# WHAT TO PRODUCE:
Show every line of the data where the word "GoalCategory" can be found.

───── DATA PROVIDED ─────

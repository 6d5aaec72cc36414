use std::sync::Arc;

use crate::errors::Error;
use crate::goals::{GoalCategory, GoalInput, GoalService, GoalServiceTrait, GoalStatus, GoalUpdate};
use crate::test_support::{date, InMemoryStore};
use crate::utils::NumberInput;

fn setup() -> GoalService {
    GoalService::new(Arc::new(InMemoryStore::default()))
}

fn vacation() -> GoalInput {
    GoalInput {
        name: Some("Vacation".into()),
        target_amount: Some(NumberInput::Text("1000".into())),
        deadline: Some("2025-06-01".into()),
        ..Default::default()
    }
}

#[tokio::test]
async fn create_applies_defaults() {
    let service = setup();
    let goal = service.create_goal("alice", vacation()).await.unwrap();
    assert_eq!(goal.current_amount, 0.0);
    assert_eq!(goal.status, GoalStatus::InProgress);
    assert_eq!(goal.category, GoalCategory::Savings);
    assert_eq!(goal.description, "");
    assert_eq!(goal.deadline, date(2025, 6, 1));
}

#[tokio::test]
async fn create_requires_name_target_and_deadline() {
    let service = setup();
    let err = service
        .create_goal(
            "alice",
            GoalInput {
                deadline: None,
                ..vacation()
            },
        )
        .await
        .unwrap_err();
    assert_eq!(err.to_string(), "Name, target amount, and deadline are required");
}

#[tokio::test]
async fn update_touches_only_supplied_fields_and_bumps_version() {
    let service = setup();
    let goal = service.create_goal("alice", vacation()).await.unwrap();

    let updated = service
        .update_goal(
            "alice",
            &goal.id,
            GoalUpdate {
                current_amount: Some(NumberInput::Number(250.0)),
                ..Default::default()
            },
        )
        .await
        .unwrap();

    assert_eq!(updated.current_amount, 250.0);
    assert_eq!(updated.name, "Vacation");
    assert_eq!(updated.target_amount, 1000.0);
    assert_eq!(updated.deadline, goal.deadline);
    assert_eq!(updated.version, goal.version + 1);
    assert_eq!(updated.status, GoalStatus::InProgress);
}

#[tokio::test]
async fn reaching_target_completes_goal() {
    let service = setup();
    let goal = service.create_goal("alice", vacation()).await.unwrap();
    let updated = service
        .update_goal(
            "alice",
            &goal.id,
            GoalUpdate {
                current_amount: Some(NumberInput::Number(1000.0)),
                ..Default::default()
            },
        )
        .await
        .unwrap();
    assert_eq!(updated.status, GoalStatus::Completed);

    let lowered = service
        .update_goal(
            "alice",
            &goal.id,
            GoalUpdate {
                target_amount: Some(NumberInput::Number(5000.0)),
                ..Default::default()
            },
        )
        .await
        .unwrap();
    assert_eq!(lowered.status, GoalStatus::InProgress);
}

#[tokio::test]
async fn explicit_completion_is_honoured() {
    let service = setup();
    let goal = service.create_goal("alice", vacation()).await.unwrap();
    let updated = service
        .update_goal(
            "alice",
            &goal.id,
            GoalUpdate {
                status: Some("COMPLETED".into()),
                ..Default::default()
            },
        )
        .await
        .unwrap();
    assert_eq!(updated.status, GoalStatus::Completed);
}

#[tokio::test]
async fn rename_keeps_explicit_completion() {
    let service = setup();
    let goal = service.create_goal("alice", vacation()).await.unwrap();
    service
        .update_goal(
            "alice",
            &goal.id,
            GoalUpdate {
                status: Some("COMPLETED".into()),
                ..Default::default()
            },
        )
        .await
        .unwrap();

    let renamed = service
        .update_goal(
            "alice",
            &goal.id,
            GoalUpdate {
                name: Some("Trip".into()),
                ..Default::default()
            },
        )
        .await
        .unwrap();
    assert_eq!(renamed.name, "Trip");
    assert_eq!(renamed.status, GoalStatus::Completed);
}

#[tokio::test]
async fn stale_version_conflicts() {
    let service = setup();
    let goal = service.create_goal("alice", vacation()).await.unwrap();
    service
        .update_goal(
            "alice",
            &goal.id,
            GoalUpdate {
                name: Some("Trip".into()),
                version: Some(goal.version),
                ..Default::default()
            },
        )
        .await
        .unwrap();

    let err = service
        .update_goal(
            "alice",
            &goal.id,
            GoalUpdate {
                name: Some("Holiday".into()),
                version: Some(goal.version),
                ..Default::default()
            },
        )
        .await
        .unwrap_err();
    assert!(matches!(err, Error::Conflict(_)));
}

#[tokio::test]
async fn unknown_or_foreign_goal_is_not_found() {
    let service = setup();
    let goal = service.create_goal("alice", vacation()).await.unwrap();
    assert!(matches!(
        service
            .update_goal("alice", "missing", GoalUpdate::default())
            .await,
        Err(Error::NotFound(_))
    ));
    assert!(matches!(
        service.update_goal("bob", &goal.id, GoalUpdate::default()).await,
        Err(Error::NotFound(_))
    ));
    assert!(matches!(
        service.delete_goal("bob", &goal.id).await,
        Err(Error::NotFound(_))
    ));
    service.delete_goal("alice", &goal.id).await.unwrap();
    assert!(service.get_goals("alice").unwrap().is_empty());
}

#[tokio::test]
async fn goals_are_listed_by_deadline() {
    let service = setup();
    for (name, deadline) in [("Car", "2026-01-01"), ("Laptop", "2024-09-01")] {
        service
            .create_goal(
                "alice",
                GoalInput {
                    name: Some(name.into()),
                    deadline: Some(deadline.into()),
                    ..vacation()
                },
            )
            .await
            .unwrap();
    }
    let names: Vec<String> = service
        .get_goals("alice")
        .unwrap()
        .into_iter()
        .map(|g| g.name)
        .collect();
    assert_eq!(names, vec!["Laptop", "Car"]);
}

─────

# EXERCISE OUTPUT:
use crate::goals::{GoalCategory, GoalInput, GoalService, GoalServiceTrait, GoalStatus, GoalUpdate};
    assert_eq!(goal.category, GoalCategory::Savings);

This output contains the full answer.